Darmm Text Generation Kazakh v2

Darmm Kazakh v2 (Darmm/darmm-text-generation-kazakh-v2) is a significantly improved iteration of our Kazakh language model series. While v1 was built on synthetic data and mT5, v2 is built on organic, real-world data and the powerful Qwen 2.5 7B architecture.
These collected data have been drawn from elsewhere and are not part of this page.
//! droidlink Core - shared types
//!
//! This crate provides the error taxonomy, configuration and event bus
//! shared by the adb session and emulator lifecycle layers.

pub mod config;
pub mod events;
pub mod error;

pub use config::{BridgeConfig, EmulatorConfig, DEFAULT_ADB_SERVER_PORT};
pub use events::{Event, EventBus, EventSubscription, LaunchState, Poll, RestartOutcome};
pub use error::{classify_message, Error, FailureClass, Result};

/// droidlink version
pub const VERSION: &str = env!("CARGO_PKG_VERSION");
This model is fine-tuned to understand and generate high-quality Kazakh text, with a focus on news articles, encyclopedic explanations, and general instruction following.

Key Improvements vs v1

Feature	v1 (Old)	v2 (New)
Base Model	`google/mt5-base` (580M)	`Qwen/Qwen2.5-Coder-7B-Instruct` (7B)
Data Source	Synthetic / Templates	Organic (Wikipedia + Egemen Qazaqstan)
Dataset Size	~5,000 synthetic pairs	~5,000 real articles (4895 samples)
Training	3 Epochs (CPU/Small GPU)	2.29 Epochs (A100 80GB, QLoRA)
Focus	Short structured answers	Long-form content generation

Usage

import torch
from peft import PeftModel
from transformers import AutoModelForCausalLM, AutoTokenizer, BitsAndBytesConfig

# 1. Config for 4-bit loading (Efficient)
bnb_config = BitsAndBytesConfig(
    load_in_4bit=True,
    bnb_4bit_compute_dtype=torch.float16,
    bnb_4bit_quant_type="nf4"
)

# 2. Load Base Model
base_model_name = "Qwen/Qwen2.5-Coder-7B-Instruct"
model = AutoModelForCausalLM.from_pretrained(
    base_model_name,
    quantization_config=bnb_config,
    device_map="auto"
)

# 3. Load Darmm v2 Adapter
adapter_name = "Darmm/darmm-text-generation-kazakh-v2"
model = PeftModel.from_pretrained(model, adapter_name)
tokenizer = AutoTokenizer.from_pretrained(base_model_name)

# 4. Generate
prompt_text = "Жасанды интеллект туралы мақала жаз." # Write an article about AI
prompt = f"### Instruction:\n{prompt_text}\n\n### Response:\n"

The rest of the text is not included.